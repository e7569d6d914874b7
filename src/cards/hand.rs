//! Hands and Blackjack scoring.
//!
//! A hand owns its cards and a side table of tags keyed by card position.
//! Every mutation recomputes the cached total, and removing a card rewrites
//! the positions of the tags after it, so a stale index is never read.
//!
//! ## Scoring
//!
//! Each card contributes its value, after any single-card multiplier tag.
//! Multipliers only apply to pip cards 2..=9 and cap at 10. Aces count 1,
//! and one Ace is promoted to 11 when that keeps the hand at 21 or under.
//! A hand busts when even the all-Aces-low total exceeds 21.

use serde::{Deserialize, Serialize};
use smallvec::SmallVec;

use crate::core::{GameError, Result};

use super::card::Card;
use super::deck::Deck;
use super::registry::TagRegistry;
use super::tags::CardTag;

/// Which seat a hand belongs to.
#[derive(Clone, Copy, Debug, PartialEq, Eq, Hash, Serialize, Deserialize)]
pub enum HandId {
    Player,
    Dealer,
}

/// A tag attached to a card position in a hand.
#[derive(Clone, Copy, Debug, PartialEq, Eq, Serialize, Deserialize)]
pub struct HandTag {
    pub index: usize,
    pub tag: CardTag,
    /// Value multiplier resolved from the tag definition when attached.
    pub multiplier: u8,
    /// Optional numeric parameter supplied by whoever attached the tag.
    pub param: Option<i32>,
}

/// Public view of a tag occurrence.
#[derive(Clone, Copy, Debug, PartialEq, Eq, Serialize, Deserialize)]
pub struct CardTagInstance {
    pub hand: HandId,
    pub index: usize,
    pub tag: CardTag,
    pub param: Option<i32>,
}

/// Scored hand.
#[derive(Clone, Copy, Debug, Default, PartialEq, Eq, Serialize, Deserialize)]
pub struct HandTotal {
    /// Every Ace counted as 1.
    pub hard: u32,
    /// Best total: one Ace promoted to 11 when that stays at or under 21.
    pub best: u32,
    /// An Ace is currently counted as 11.
    pub is_soft: bool,
    /// Two cards totalling 21.
    pub is_blackjack: bool,
    /// Hard total over 21.
    pub is_bust: bool,
}

/// Ordered cards plus the tag side table.
#[derive(Clone, Debug, Serialize, Deserialize)]
pub struct Hand {
    id: HandId,
    cards: Vec<Card>,
    tags: SmallVec<[HandTag; 4]>,
    total: HandTotal,
}

impl Hand {
    #[must_use]
    pub fn new(id: HandId) -> Self {
        Self {
            id,
            cards: Vec::new(),
            tags: SmallVec::new(),
            total: HandTotal::default(),
        }
    }

    /// Build a hand from cards (tests and scripted deals).
    #[must_use]
    pub fn from_cards(id: HandId, cards: impl IntoIterator<Item = Card>) -> Self {
        let mut hand = Self::new(id);
        for card in cards {
            hand.add_card(card);
        }
        hand
    }

    #[must_use]
    pub fn id(&self) -> HandId {
        self.id
    }

    #[must_use]
    pub fn cards(&self) -> &[Card] {
        &self.cards
    }

    #[must_use]
    pub fn card(&self, index: usize) -> Option<&Card> {
        self.cards.get(index)
    }

    #[must_use]
    pub fn len(&self) -> usize {
        self.cards.len()
    }

    #[must_use]
    pub fn is_empty(&self) -> bool {
        self.cards.is_empty()
    }

    /// Append a card. Returns its index.
    pub fn add_card(&mut self, card: Card) -> usize {
        self.cards.push(card);
        self.recompute();
        self.cards.len() - 1
    }

    /// Remove the card at `index`, dropping its tags and shifting the rest.
    pub fn remove_card(&mut self, index: usize) -> Result<Card> {
        if index >= self.cards.len() {
            return Err(GameError::HandIndexOutOfRange {
                index,
                len: self.cards.len(),
            });
        }

        let card = self.cards.remove(index);
        self.tags.retain(|t| t.index != index);
        for tag in &mut self.tags {
            if tag.index > index {
                tag.index -= 1;
            }
        }
        self.recompute();
        Ok(card)
    }

    /// Discard every card into `deck` and drop all hand tags.
    pub fn clear(&mut self, deck: &mut Deck) {
        for card in self.cards.drain(..) {
            deck.discard(card);
        }
        self.tags.clear();
        self.total = HandTotal::default();
    }

    /// Attach a tag to a card, resolving its multiplier from `registry`.
    ///
    /// Attaching a tag the card already has is a no-op.
    pub fn attach_tag(&mut self, index: usize, tag: CardTag, registry: &TagRegistry) -> Result<()> {
        let multiplier = registry.value_multiplier(tag);
        self.attach(HandTag {
            index,
            tag,
            multiplier,
            param: None,
        })
    }

    /// Attach a fully specified tag entry.
    pub fn attach(&mut self, entry: HandTag) -> Result<()> {
        if entry.index >= self.cards.len() {
            return Err(GameError::HandIndexOutOfRange {
                index: entry.index,
                len: self.cards.len(),
            });
        }
        if self.has_tag(entry.index, entry.tag) {
            return Ok(());
        }
        self.tags.push(entry);
        self.recompute();
        Ok(())
    }

    /// Detach a tag. Returns `true` if it was present.
    pub fn detach_tag(&mut self, index: usize, tag: CardTag) -> bool {
        let before = self.tags.len();
        self.tags.retain(|t| !(t.index == index && t.tag == tag));
        let removed = self.tags.len() != before;
        if removed {
            self.recompute();
        }
        removed
    }

    #[must_use]
    pub fn has_tag(&self, index: usize, tag: CardTag) -> bool {
        self.tags.iter().any(|t| t.index == index && t.tag == tag)
    }

    /// Tags on the card at `index`, in attach order.
    pub fn tags_at(&self, index: usize) -> impl Iterator<Item = CardTag> + '_ {
        self.tags.iter().filter(move |t| t.index == index).map(|t| t.tag)
    }

    /// Every tag occurrence in this hand.
    pub fn tag_instances(&self) -> impl Iterator<Item = CardTagInstance> + '_ {
        self.tags.iter().map(move |t| CardTagInstance {
            hand: self.id,
            index: t.index,
            tag: t.tag,
            param: t.param,
        })
    }

    /// Turn every card face up.
    pub fn reveal_all(&mut self) {
        for card in &mut self.cards {
            card.face_up = true;
        }
    }

    /// Dealer upcard: the second card dealt.
    #[must_use]
    pub fn upcard(&self) -> Option<&Card> {
        self.cards.get(1)
    }

    /// Contribution of one card with Aces counted as 1.
    #[must_use]
    pub fn card_value(&self, index: usize) -> u32 {
        let Some(card) = self.cards.get(index) else {
            return 0;
        };
        if card.is_ace() {
            return 1;
        }

        let base = u32::from(card.value());
        let multiplier: u32 = self
            .tags
            .iter()
            .filter(|t| t.index == index)
            .map(|t| u32::from(t.multiplier.max(1)))
            .product();

        if multiplier > 1 && base < 10 {
            (base * multiplier).min(10)
        } else {
            base
        }
    }

    /// Score the hand from scratch.
    #[must_use]
    pub fn compute_total(&self) -> HandTotal {
        let mut hard = 0;
        let mut has_ace = false;
        for (index, card) in self.cards.iter().enumerate() {
            has_ace |= card.is_ace();
            hard += self.card_value(index);
        }

        let is_soft = has_ace && hard + 10 <= 21;
        let best = if is_soft { hard + 10 } else { hard };

        HandTotal {
            hard,
            best,
            is_soft,
            is_blackjack: self.cards.len() == 2 && best == 21,
            is_bust: hard > 21,
        }
    }

    /// Cached total.
    #[must_use]
    pub fn total(&self) -> HandTotal {
        self.total
    }

    /// Best total.
    #[must_use]
    pub fn value(&self) -> u32 {
        self.total.best
    }

    #[must_use]
    pub fn is_bust(&self) -> bool {
        self.total.is_bust
    }

    #[must_use]
    pub fn is_blackjack(&self) -> bool {
        self.total.is_blackjack
    }

    fn recompute(&mut self) {
        self.total = self.compute_total();
    }
}

#[cfg(test)]
mod tests {
    use super::*;
    use crate::cards::{Rank, Suit};

    fn hand(ranks: &[Rank]) -> Hand {
        Hand::from_cards(HandId::Player, ranks.iter().map(|&r| Card::new(r, Suit::Spades)))
    }

    #[test]
    fn test_ace_king_is_blackjack() {
        let total = hand(&[Rank::Ace, Rank::King]).total();
        assert_eq!(total.best, 21);
        assert!(total.is_soft);
        assert!(total.is_blackjack);
        assert!(!total.is_bust);
    }

    #[test]
    fn test_two_aces_and_nine() {
        let total = hand(&[Rank::Ace, Rank::Ace, Rank::Nine]).total();
        assert_eq!(total.best, 21);
        assert_eq!(total.hard, 11);
        assert!(!total.is_blackjack);
    }

    #[test]
    fn test_bust() {
        let total = hand(&[Rank::Ten, Rank::Ten, Rank::Five]).total();
        assert_eq!(total.best, 25);
        assert!(total.is_bust);
    }

    #[test]
    fn test_soft_hand_goes_hard() {
        let h = hand(&[Rank::Ace, Rank::Six, Rank::Nine]);
        assert_eq!(h.value(), 16);
        assert!(!h.total().is_soft);
    }

    #[test]
    fn test_three_card_21_not_blackjack() {
        let total = hand(&[Rank::Seven, Rank::Seven, Rank::Seven]).total();
        assert_eq!(total.best, 21);
        assert!(!total.is_blackjack);
    }

    #[test]
    fn test_doubled_tag_and_removal() {
        let registry = TagRegistry::with_builtin();
        let mut h = hand(&[Rank::Four, Rank::Nine]);
        assert_eq!(h.value(), 13);

        h.attach_tag(0, CardTag::Doubled, &registry).unwrap();
        assert_eq!(h.value(), 17);

        h.remove_card(0).unwrap();
        assert_eq!(h.value(), 9);
        assert_eq!(h.tag_instances().count(), 0);
    }

    #[test]
    fn test_doubled_caps_and_skips() {
        let registry = TagRegistry::with_builtin();
        let mut h = hand(&[Rank::Seven, Rank::King, Rank::Ace]);
        for i in 0..3 {
            h.attach_tag(i, CardTag::Doubled, &registry).unwrap();
        }
        assert_eq!(h.card_value(0), 10);
        assert_eq!(h.card_value(1), 10);
        assert_eq!(h.card_value(2), 1);
    }

    #[test]
    fn test_remove_shifts_tag_indices() {
        let registry = TagRegistry::with_builtin();
        let mut h = hand(&[Rank::Two, Rank::Three, Rank::Four]);
        h.attach_tag(2, CardTag::Lucky, &registry).unwrap();

        h.remove_card(0).unwrap();
        assert!(h.has_tag(1, CardTag::Lucky));
        assert!(!h.has_tag(2, CardTag::Lucky));
    }

    #[test]
    fn test_remove_out_of_range_fails() {
        let mut h = hand(&[Rank::Two]);
        assert_eq!(
            h.remove_card(3),
            Err(GameError::HandIndexOutOfRange { index: 3, len: 1 })
        );
        assert_eq!(h.len(), 1);
    }

    #[test]
    fn test_attach_out_of_range_fails() {
        let registry = TagRegistry::with_builtin();
        let mut h = hand(&[Rank::Two]);
        assert!(h.attach_tag(1, CardTag::Lucky, &registry).is_err());
    }

    #[test]
    fn test_clear_discards_into_deck() {
        let mut deck = Deck::standard();
        let mut h = Hand::new(HandId::Player);
        h.add_card(deck.draw().unwrap());
        h.add_card(deck.draw().unwrap());

        h.clear(&mut deck);
        assert!(h.is_empty());
        assert_eq!(deck.discard_count(), 2);
        assert_eq!(deck.pile_total(), 52);
        assert_eq!(h.total(), HandTotal::default());
    }
}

━━━━━━━━━━━━━━━━

(Exercise aim)
Please state the number of lines in the listing that include the word "after", with no other words.

(Written response)
2